■ Provided records:

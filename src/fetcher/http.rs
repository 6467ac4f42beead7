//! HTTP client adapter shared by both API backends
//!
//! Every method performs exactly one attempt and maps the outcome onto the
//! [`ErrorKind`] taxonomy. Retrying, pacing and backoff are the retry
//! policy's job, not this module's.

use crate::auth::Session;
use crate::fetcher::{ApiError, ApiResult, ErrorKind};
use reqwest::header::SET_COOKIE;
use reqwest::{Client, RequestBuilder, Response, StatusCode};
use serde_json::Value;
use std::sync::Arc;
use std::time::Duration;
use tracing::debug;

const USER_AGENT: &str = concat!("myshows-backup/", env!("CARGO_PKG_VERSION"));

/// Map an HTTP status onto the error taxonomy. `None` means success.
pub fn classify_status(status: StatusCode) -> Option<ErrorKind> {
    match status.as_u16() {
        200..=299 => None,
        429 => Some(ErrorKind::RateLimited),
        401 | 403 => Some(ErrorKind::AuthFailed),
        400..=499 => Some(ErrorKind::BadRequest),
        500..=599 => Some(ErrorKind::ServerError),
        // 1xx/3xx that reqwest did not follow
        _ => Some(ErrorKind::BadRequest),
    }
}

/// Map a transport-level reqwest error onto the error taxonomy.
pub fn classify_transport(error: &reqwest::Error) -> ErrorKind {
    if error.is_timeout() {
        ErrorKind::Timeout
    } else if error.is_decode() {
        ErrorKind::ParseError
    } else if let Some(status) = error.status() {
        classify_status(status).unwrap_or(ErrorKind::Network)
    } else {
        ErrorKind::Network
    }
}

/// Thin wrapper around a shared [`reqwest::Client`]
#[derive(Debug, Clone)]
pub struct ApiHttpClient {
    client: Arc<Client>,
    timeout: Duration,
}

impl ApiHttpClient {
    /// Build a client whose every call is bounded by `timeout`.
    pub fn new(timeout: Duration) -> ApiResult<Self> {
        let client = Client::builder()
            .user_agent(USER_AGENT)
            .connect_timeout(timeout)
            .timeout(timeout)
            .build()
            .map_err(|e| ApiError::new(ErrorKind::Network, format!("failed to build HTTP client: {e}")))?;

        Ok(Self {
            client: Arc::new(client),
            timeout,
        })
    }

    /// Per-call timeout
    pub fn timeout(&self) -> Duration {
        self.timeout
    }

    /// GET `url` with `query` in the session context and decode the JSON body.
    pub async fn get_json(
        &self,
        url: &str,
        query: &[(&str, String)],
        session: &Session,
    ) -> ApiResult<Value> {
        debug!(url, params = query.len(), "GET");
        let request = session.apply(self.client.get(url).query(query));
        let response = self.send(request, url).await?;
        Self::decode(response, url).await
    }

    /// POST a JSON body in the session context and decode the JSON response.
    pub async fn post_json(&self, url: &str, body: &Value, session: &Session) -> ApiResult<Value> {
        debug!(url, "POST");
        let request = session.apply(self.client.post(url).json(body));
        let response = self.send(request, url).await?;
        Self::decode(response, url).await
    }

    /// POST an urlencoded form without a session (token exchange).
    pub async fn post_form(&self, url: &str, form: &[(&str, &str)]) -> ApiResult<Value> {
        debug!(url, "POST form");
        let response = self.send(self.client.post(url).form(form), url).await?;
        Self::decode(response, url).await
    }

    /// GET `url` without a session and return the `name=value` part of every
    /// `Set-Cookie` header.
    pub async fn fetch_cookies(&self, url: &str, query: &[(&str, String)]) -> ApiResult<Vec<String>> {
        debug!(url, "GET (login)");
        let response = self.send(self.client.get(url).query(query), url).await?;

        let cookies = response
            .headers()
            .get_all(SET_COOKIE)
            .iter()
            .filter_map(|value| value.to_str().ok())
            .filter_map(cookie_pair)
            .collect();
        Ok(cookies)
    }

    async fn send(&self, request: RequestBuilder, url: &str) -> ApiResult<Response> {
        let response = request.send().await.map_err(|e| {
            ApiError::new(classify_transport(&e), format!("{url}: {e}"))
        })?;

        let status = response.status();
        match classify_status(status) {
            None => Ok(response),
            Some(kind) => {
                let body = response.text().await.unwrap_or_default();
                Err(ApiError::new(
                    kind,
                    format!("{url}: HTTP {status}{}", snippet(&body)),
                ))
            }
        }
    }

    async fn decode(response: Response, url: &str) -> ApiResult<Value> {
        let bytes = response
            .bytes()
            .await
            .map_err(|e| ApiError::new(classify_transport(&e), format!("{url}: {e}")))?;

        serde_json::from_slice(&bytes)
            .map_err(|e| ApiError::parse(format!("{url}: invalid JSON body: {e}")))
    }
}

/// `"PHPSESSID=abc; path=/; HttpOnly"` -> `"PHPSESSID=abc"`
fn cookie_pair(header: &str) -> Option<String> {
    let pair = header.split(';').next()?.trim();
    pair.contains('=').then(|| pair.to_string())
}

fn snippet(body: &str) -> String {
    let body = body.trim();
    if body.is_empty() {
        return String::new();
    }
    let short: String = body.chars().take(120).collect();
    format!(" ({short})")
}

■ Problem requirements:
Would you repeat each of the records above exactly?

■ Response area:
filename src/fetcher/http.rs
repository 6467ac4f42beead7
//! HTTP client adapter shared by both API backends
//!
//! Every method performs exactly one attempt and maps the outcome onto the
//! [`ErrorKind`] taxonomy. Retrying, pacing and backoff are the retry
//! policy's job, not this module's.

use crate::auth::Session;
use crate::fetcher::{ApiError, ApiResult, ErrorKind};
use reqwest::header::SET_COOKIE;
use reqwest::{Client, RequestBuilder, Response, StatusCode};
use serde_json::Value;
use std::sync::Arc;
use std::time::Duration;
use tracing::debug;

const USER_AGENT: &str = concat!("myshows-backup/", env!("CARGO_PKG_VERSION"));

/// Map an HTTP status onto the error taxonomy. `None` means success.
pub fn classify_status(status: StatusCode) -> Option<ErrorKind> {
    match status.as_u16() {
        200..=299 => None,
        429 => Some(ErrorKind::RateLimited),
        401 | 403 => Some(ErrorKind::AuthFailed),
        400..=499 => Some(ErrorKind::BadRequest),
        500..=599 => Some(ErrorKind::ServerError),
        // 1xx/3xx that reqwest did not follow
        _ => Some(ErrorKind::BadRequest),
    }
}

/// Map a transport-level reqwest error onto the error taxonomy.
pub fn classify_transport(error: &reqwest::Error) -> ErrorKind {
    if error.is_timeout() {
        ErrorKind::Timeout
    } else if error.is_decode() {
        ErrorKind::ParseError
    } else if let Some(status) = error.status() {
        classify_status(status).unwrap_or(ErrorKind::Network)
    } else {
        ErrorKind::Network
    }
}

/// Thin wrapper around a shared [`reqwest::Client`]
#[derive(Debug, Clone)]
pub struct ApiHttpClient {
    client: Arc<Client>,
    timeout: Duration,
}

impl ApiHttpClient {
    /// Build a client whose every call is bounded by `timeout`.
    pub fn new(timeout: Duration) -> ApiResult<Self> {
        let client = Client::builder()
            .user_agent(USER_AGENT)
            .connect_timeout(timeout)
            .timeout(timeout)
            .build()
            .map_err(|e| ApiError::new(ErrorKind::Network, format!("failed to build HTTP client: {e}")))?;

        Ok(Self {
            client: Arc::new(client),
            timeout,
        })
    }

    /// Per-call timeout
    pub fn timeout(&self) -> Duration {
        self.timeout
    }

    /// GET `url` with `query` in the session context and decode the JSON body.
    pub async fn get_json(
        &self,
        url: &str,
        query: &[(&str, String)],
        session: &Session,
    ) -> ApiResult<Value> {
        debug!(url, params = query.len(), "GET");
        let request = session.apply(self.client.get(url).query(query));
        let response = self.send(request, url).await?;
        Self::decode(response, url).await
    }

    /// POST a JSON body in the session context and decode the JSON response.
    pub async fn post_json(&self, url: &str, body: &Value, session: &Session) -> ApiResult<Value> {
        debug!(url, "POST");
        let request = session.apply(self.client.post(url).json(body));
        let response = self.send(request, url).await?;
        Self::decode(response, url).await
    }

    /// POST an urlencoded form without a session (token exchange).
    pub async fn post_form(&self, url: &str, form: &[(&str, &str)]) -> ApiResult<Value> {
        debug!(url, "POST form");
        let response = self.send(self.client.post(url).form(form), url).await?;
        Self::decode(response, url).await
    }

    /// GET `url` without a session and return the `name=value` part of every
    /// `Set-Cookie` header.
    pub async fn fetch_cookies(&self, url: &str, query: &[(&str, String)]) -> ApiResult<Vec<String>> {
        debug!(url, "GET (login)");
        let response = self.send(self.client.get(url).query(query), url).await?;

        let cookies = response
            .headers()
            .get_all(SET_COOKIE)
            .iter()
            .filter_map(|value| value.to_str().ok())
            .filter_map(cookie_pair)
            .collect();
        Ok(cookies)
    }

    async fn send(&self, request: RequestBuilder, url: &str) -> ApiResult<Response> {
        let response = request.send().await.map_err(|e| {
            ApiError::new(classify_transport(&e), format!("{url}: {e}"))
        })?;

        let status = response.status();
        match classify_status(status) {
            None => Ok(response),
            Some(kind) => {
                let body = response.text().await.unwrap_or_default();
                Err(ApiError::new(
                    kind,
                    format!("{url}: HTTP {status}{}", snippet(&body)),
                ))
            }
        }
    }

    async fn decode(response: Response, url: &str) -> ApiResult<Value> {
        let bytes = response
            .bytes()
            .await
            .map_err(|e| ApiError::new(classify_transport(&e), format!("{url}: {e}")))?;

        serde_json::from_slice(&bytes)
            .map_err(|e| ApiError::parse(format!("{url}: invalid JSON body: {e}")))
    }
}

/// `"PHPSESSID=abc; path=/; HttpOnly"` -> `"PHPSESSID=abc"`
fn cookie_pair(header: &str) -> Option<String> {
    let pair = header.split(';').next()?.trim();
    pair.contains('=').then(|| pair.to_string())
}

fn snippet(body: &str) -> String {
    let body = body.trim();
    if body.is_empty() {
        return String::new();
    }
    let short: String = body.chars().take(120).collect();
    format!(" ({short})")
}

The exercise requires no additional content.